*** Opening Task input ***
use crate::store::StoreError;
use thiserror::Error;

/// Generic message shown in place of any storage failure.
pub const SERVER_ERROR_MESSAGE: &str = "Sunucu hatası oluştu.";

/// Request-level failures. None of them is fatal to the process.
#[derive(Debug, Error)]
pub enum AppError {
    /// A required field was blank or otherwise unusable.
    #[error("{0}")]
    Validation(String),

    /// A write collided with an existing row.
    #[error("{0}")]
    Conflict(String),

    #[error("{0}")]
    NotFound(String),

    /// Bad credentials or missing session.
    #[error("{0}")]
    Auth(String),

    #[error("storage failure: {0}")]
    Storage(#[from] StoreError),

    #[error("password hashing failed: {0}")]
    PasswordHash(String),
}

impl AppError {
    pub fn validation(message: impl Into<String>) -> Self {
        AppError::Validation(message.into())
    }

    pub fn conflict(message: impl Into<String>) -> Self {
        AppError::Conflict(message.into())
    }

    pub fn not_found(message: impl Into<String>) -> Self {
        AppError::NotFound(message.into())
    }

    pub fn auth(message: impl Into<String>) -> Self {
        AppError::Auth(message.into())
    }

    /// Failures the caller cannot fix; their detail belongs in the log.
    pub fn is_internal(&self) -> bool {
        matches!(self, AppError::Storage(_) | AppError::PasswordHash(_))
    }

    /// Text safe to show the caller. Internal details are never echoed.
    pub fn user_message(&self) -> String {
        if self.is_internal() {
            SERVER_ERROR_MESSAGE.to_string()
        } else {
            self.to_string()
        }
    }
}

#[cfg(test)]
mod tests {
    use super::*;

    #[test]
    fn storage_errors_hide_their_detail() {
        let err = AppError::from(StoreError::UniqueViolation("words.tr".into()));
        assert_eq!(err.user_message(), SERVER_ERROR_MESSAGE);
        assert!(err.to_string().contains("words.tr"));
    }

    #[test]
    fn only_storage_and_hashing_failures_are_internal() {
        assert!(AppError::PasswordHash("bad salt".into()).is_internal());
        assert!(AppError::from(StoreError::Sqlite(rusqlite::Error::InvalidQuery)).is_internal());
        assert!(!AppError::auth("Email veya şifre yanlış.").is_internal());
        assert!(!AppError::not_found("Kelime bulunamadı.").is_internal());
        let err = AppError::PasswordHash("bad salt".into());
        assert_eq!(err.user_message(), err.user_message());
        assert_eq!(err.user_message(), SERVER_ERROR_MESSAGE);
    }

    #[test]
    fn recoverable_errors_show_their_message() {
        assert_eq!(
            AppError::validation("TR ve EN alanlarını doldur.").user_message(),
            "TR ve EN alanlarını doldur."
        );
    }
}
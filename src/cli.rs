use std::error::Error;
use std::path::PathBuf;

use clap::{Parser, Subcommand};
use kelime_rs::{Lang, LookupOutcome, Resolver, Store, WordAdmin, WordPair};
use serde_json::json;

#[derive(Parser, Debug)]
#[command(name = "kelime-rs", about = "Turkish/English dictionary", version)]
pub struct Cli {
    /// SQLite database file.
    #[arg(long, global = true, env = "KELIME_DATABASE", default_value = "kelime.db")]
    database: PathBuf,

    /// Emit JSON instead of human-readable tables.
    #[arg(long, global = true)]
    json: bool,

    #[command(subcommand)]
    command: Command,
}

#[derive(Subcommand, Debug)]
enum Command {
    /// Run the web application.
    #[cfg(feature = "web")]
    Serve {
        /// Address to bind.
        #[arg(long, env = "KELIME_ADDR", default_value = "127.0.0.1:8080")]
        addr: std::net::SocketAddr,
        /// Public URL of the site; `https` URLs mark the session cookie `Secure`.
        #[arg(long, env = "KELIME_BASE_URL", default_value = "http://127.0.0.1:8080")]
        base_url: String,
        /// Page styling: tailwind or bootstrap.
        #[arg(long, env = "KELIME_THEME", default_value = "tailwind")]
        theme: kelime_rs::web::WebTheme,
        /// Session lifetime in days (1 to 3650).
        #[arg(
            long,
            env = "KELIME_SESSION_DAYS",
            default_value_t = 7,
            value_parser = clap::value_parser!(u64).range(1..=3650)
        )]
        session_days: u64,
    },
    /// Translate a word the same way the search page does.
    Lookup {
        query: String,
    },
    /// Manage dictionary entries.
    #[command(subcommand)]
    Word(WordCommand),
    /// Manage example sentences.
    #[command(subcommand)]
    Example(ExampleCommand),
}

#[derive(Subcommand, Debug)]
enum WordCommand {
    /// List every word pair, newest first.
    List,
    /// Add a word pair.
    Add { tr: String, en: String },
    /// Replace both sides of an existing pair.
    Edit { id: i64, tr: String, en: String },
    /// Delete a pair and its examples.
    Delete { id: i64 },
}

#[derive(Subcommand, Debug)]
enum ExampleCommand {
    /// Attach an example sentence to a word.
    Add {
        word_id: i64,
        /// Sentence language: tr or en.
        lang: Lang,
        sentence: String,
    },
}

pub fn run() -> Result<(), Box<dyn Error>> {
    let cli = Cli::parse();
    match cli.command {
        #[cfg(feature = "web")]
        Command::Serve {
            addr,
            base_url,
            theme,
            session_days,
        } => {
            kelime_rs::web::init_tracing();
            let config = kelime_rs::web::WebConfig {
                addr,
                theme,
                base_url,
                database: cli.database,
                session_ttl: std::time::Duration::from_secs(session_days * 24 * 60 * 60),
            };
            let runtime = tokio::runtime::Runtime::new()?;
            runtime.block_on(kelime_rs::web::serve(config))?;
            Ok(())
        }
        Command::Lookup { query } => handle_lookup(&Store::open(&cli.database)?, &query, cli.json),
        Command::Word(command) => {
            let admin = WordAdmin::new(Store::open(&cli.database)?);
            handle_word(&admin, command, cli.json)
        }
        Command::Example(ExampleCommand::Add {
            word_id,
            lang,
            sentence,
        }) => handle_example(&Store::open(&cli.database)?, word_id, lang, &sentence, cli.json),
    }
}

fn handle_lookup(store: &Store, query: &str, as_json: bool) -> Result<(), Box<dyn Error>> {
    let outcome = Resolver::new(store.clone()).resolve(query)?;
    if as_json {
        println!("{}", serde_json::to_string_pretty(&outcome)?);
        return Ok(());
    }
    match outcome {
        LookupOutcome::EmptyQuery => return Err("Search query cannot be empty".into()),
        LookupOutcome::NoMatch {
            display_query,
            suggestions,
        } => {
            println!("No entry for \"{display_query}\".");
            if !suggestions.is_empty() {
                println!("Did you mean:");
                for s in suggestions {
                    println!("  {} / {}", s.tr, s.en);
                }
            }
        }
        LookupOutcome::Matched(t) => {
            println!(
                "{} ({} -> {}): {}",
                t.display_query,
                t.input_lang,
                t.input_lang.opposite(),
                t.translation
            );
            println!("Example: {}", t.example);
        }
    }
    Ok(())
}

fn handle_word(admin: &WordAdmin, command: WordCommand, as_json: bool) -> Result<(), Box<dyn Error>> {
    match command {
        WordCommand::List => {
            let words = admin.list()?;
            if as_json {
                println!("{}", serde_json::to_string_pretty(&words)?);
            } else {
                print_word_table(&words);
            }
        }
        WordCommand::Add { tr, en } => report_word("Added", &admin.create(&tr, &en)?, as_json)?,
        WordCommand::Edit { id, tr, en } => {
            report_word("Updated", &admin.update(id, &tr, &en)?, as_json)?
        }
        WordCommand::Delete { id } => {
            admin.delete(id)?;
            if as_json {
                println!("{}", serde_json::to_string_pretty(&json!({ "deleted": id }))?);
            } else {
                println!("Deleted word #{id}.");
            }
        }
    }
    Ok(())
}

fn handle_example(
    store: &Store,
    word_id: i64,
    lang: Lang,
    sentence: &str,
    as_json: bool,
) -> Result<(), Box<dyn Error>> {
    let sentence = sentence.trim();
    if sentence.is_empty() {
        return Err("Example sentence cannot be empty".into());
    }
    if store.get_word(word_id)?.is_none() {
        return Err(format!("No word found for ID {word_id}").into());
    }
    let id = store.insert_example(word_id, lang, sentence)?;
    if as_json {
        let payload = json!({ "id": id, "word_id": word_id, "lang": lang, "sentence": sentence });
        println!("{}", serde_json::to_string_pretty(&payload)?);
    } else {
        println!("Added {lang} example #{id} to word #{word_id}.");
    }
    Ok(())
}

fn report_word(verb: &str, word: &WordPair, as_json: bool) -> Result<(), Box<dyn Error>> {
    if as_json {
        println!("{}", serde_json::to_string_pretty(word)?);
    } else {
        println!("{verb} #{}: {} / {}", word.id, word.tr, word.en);
    }
    Ok(())
}

fn print_word_table(rows: &[WordPair]) {
    if rows.is_empty() {
        println!("No words yet.");
        return;
    }
    let width = rows
        .iter()
        .map(|w| w.tr.chars().count())
        .max()
        .unwrap_or(2)
        .max("TR".len());
    println!("{:>6}  {:<width$}  {}", "ID", "TR", "EN", width = width);
    println!("{:->6}  {:-<width$}  {}", "", "", "--", width = width);
    for word in rows {
        println!("{:>6}  {:<width$}  {}", word.id, word.tr, word.en, width = width);
    }
}

#[cfg(all(test, feature = "web"))]
mod tests {
    use super::*;

    fn session_days(args: &[&str]) -> Result<u64, clap::Error> {
        let cli = Cli::try_parse_from(args.iter().copied())?;
        match cli.command {
            Command::Serve { session_days, .. } => Ok(session_days),
            other => panic!("expected serve, got {other:?}"),
        }
    }

    #[test]
    fn session_days_must_stay_in_range() {
        assert_eq!(
            session_days(&["kelime-rs", "serve", "--session-days", "30"]).unwrap(),
            30
        );
        assert!(session_days(&["kelime-rs", "serve", "--session-days", "0"]).is_err());
        assert!(
            session_days(&["kelime-rs", "serve", "--session-days", "213503982334601"]).is_err()
        );
    }
}
use crate::error::AppError;
use crate::normalize_field;
use crate::store::{Store, StoreError, WordPair};

pub const MISSING_FIELDS_MESSAGE: &str = "TR ve EN alanlarını doldur.";
pub const DUPLICATE_WORD_MESSAGE: &str = "Bu kelime zaten var.";
pub const UNKNOWN_WORD_MESSAGE: &str = "Kelime bulunamadı.";

/// Create/update/delete operations behind the admin screen.
#[derive(Clone)]
pub struct WordAdmin {
    store: Store,
}

impl WordAdmin {
    pub fn new(store: Store) -> Self {
        Self { store }
    }

    pub fn list(&self) -> Result<Vec<WordPair>, AppError> {
        Ok(self.store.list_words()?)
    }

    pub fn get(&self, id: i64) -> Result<WordPair, AppError> {
        self.store
            .get_word(id)?
            .ok_or_else(|| AppError::not_found(UNKNOWN_WORD_MESSAGE))
    }

    pub fn create(&self, tr: &str, en: &str) -> Result<WordPair, AppError> {
        let (tr, en) = validated_pair(tr, en)?;
        let id = self.store.insert_word(&tr, &en).map_err(conflict_or_storage)?;
        Ok(WordPair { id, tr, en })
    }

    pub fn update(&self, id: i64, tr: &str, en: &str) -> Result<WordPair, AppError> {
        let (tr, en) = validated_pair(tr, en)?;
        let changed = self
            .store
            .update_word(id, &tr, &en)
            .map_err(conflict_or_storage)?;
        if changed == 0 {
            return Err(AppError::not_found(UNKNOWN_WORD_MESSAGE));
        }
        Ok(WordPair { id, tr, en })
    }

    /// Removes the word and its examples. Unknown ids are a no-op.
    pub fn delete(&self, id: i64) -> Result<(), AppError> {
        self.store.delete_word(id)?;
        Ok(())
    }
}

fn validated_pair(tr: &str, en: &str) -> Result<(String, String), AppError> {
    let tr = normalize_field(tr);
    let en = normalize_field(en);
    if tr.is_empty() || en.is_empty() {
        return Err(AppError::validation(MISSING_FIELDS_MESSAGE));
    }
    Ok((tr, en))
}

fn conflict_or_storage(err: StoreError) -> AppError {
    match err {
        StoreError::UniqueViolation(_) => AppError::conflict(DUPLICATE_WORD_MESSAGE),
        other => AppError::Storage(other),
    }
}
*** Closing Task input ***
> Task directions
From the data above, output exactly the lines between the one containing "pub struct Cli" and the one containing "pub fn run()", counting both of them.

> Answer to this task
pub struct Cli {
    /// SQLite database file.
    #[arg(long, global = true, env = "KELIME_DATABASE", default_value = "kelime.db")]
    database: PathBuf,

    /// Emit JSON instead of human-readable tables.
    #[arg(long, global = true)]
    json: bool,

    #[command(subcommand)]
    command: Command,
}

#[derive(Subcommand, Debug)]
enum Command {
    /// Run the web application.
    #[cfg(feature = "web")]
    Serve {
        /// Address to bind.
        #[arg(long, env = "KELIME_ADDR", default_value = "127.0.0.1:8080")]
        addr: std::net::SocketAddr,
        /// Public URL of the site; `https` URLs mark the session cookie `Secure`.
        #[arg(long, env = "KELIME_BASE_URL", default_value = "http://127.0.0.1:8080")]
        base_url: String,
        /// Page styling: tailwind or bootstrap.
        #[arg(long, env = "KELIME_THEME", default_value = "tailwind")]
        theme: kelime_rs::web::WebTheme,
        /// Session lifetime in days (1 to 3650).
        #[arg(
            long,
            env = "KELIME_SESSION_DAYS",
            default_value_t = 7,
            value_parser = clap::value_parser!(u64).range(1..=3650)
        )]
        session_days: u64,
    },
    /// Translate a word the same way the search page does.
    Lookup {
        query: String,
    },
    /// Manage dictionary entries.
    #[command(subcommand)]
    Word(WordCommand),
    /// Manage example sentences.
    #[command(subcommand)]
    Example(ExampleCommand),
}

#[derive(Subcommand, Debug)]
enum WordCommand {
    /// List every word pair, newest first.
    List,
    /// Add a word pair.
    Add { tr: String, en: String },
    /// Replace both sides of an existing pair.
    Edit { id: i64, tr: String, en: String },
    /// Delete a pair and its examples.
    Delete { id: i64 },
}

#[derive(Subcommand, Debug)]
enum ExampleCommand {
    /// Attach an example sentence to a word.
    Add {
        word_id: i64,
        /// Sentence language: tr or en.
        lang: Lang,
        sentence: String,
    },
}

pub fn run() -> Result<(), Box<dyn Error>> {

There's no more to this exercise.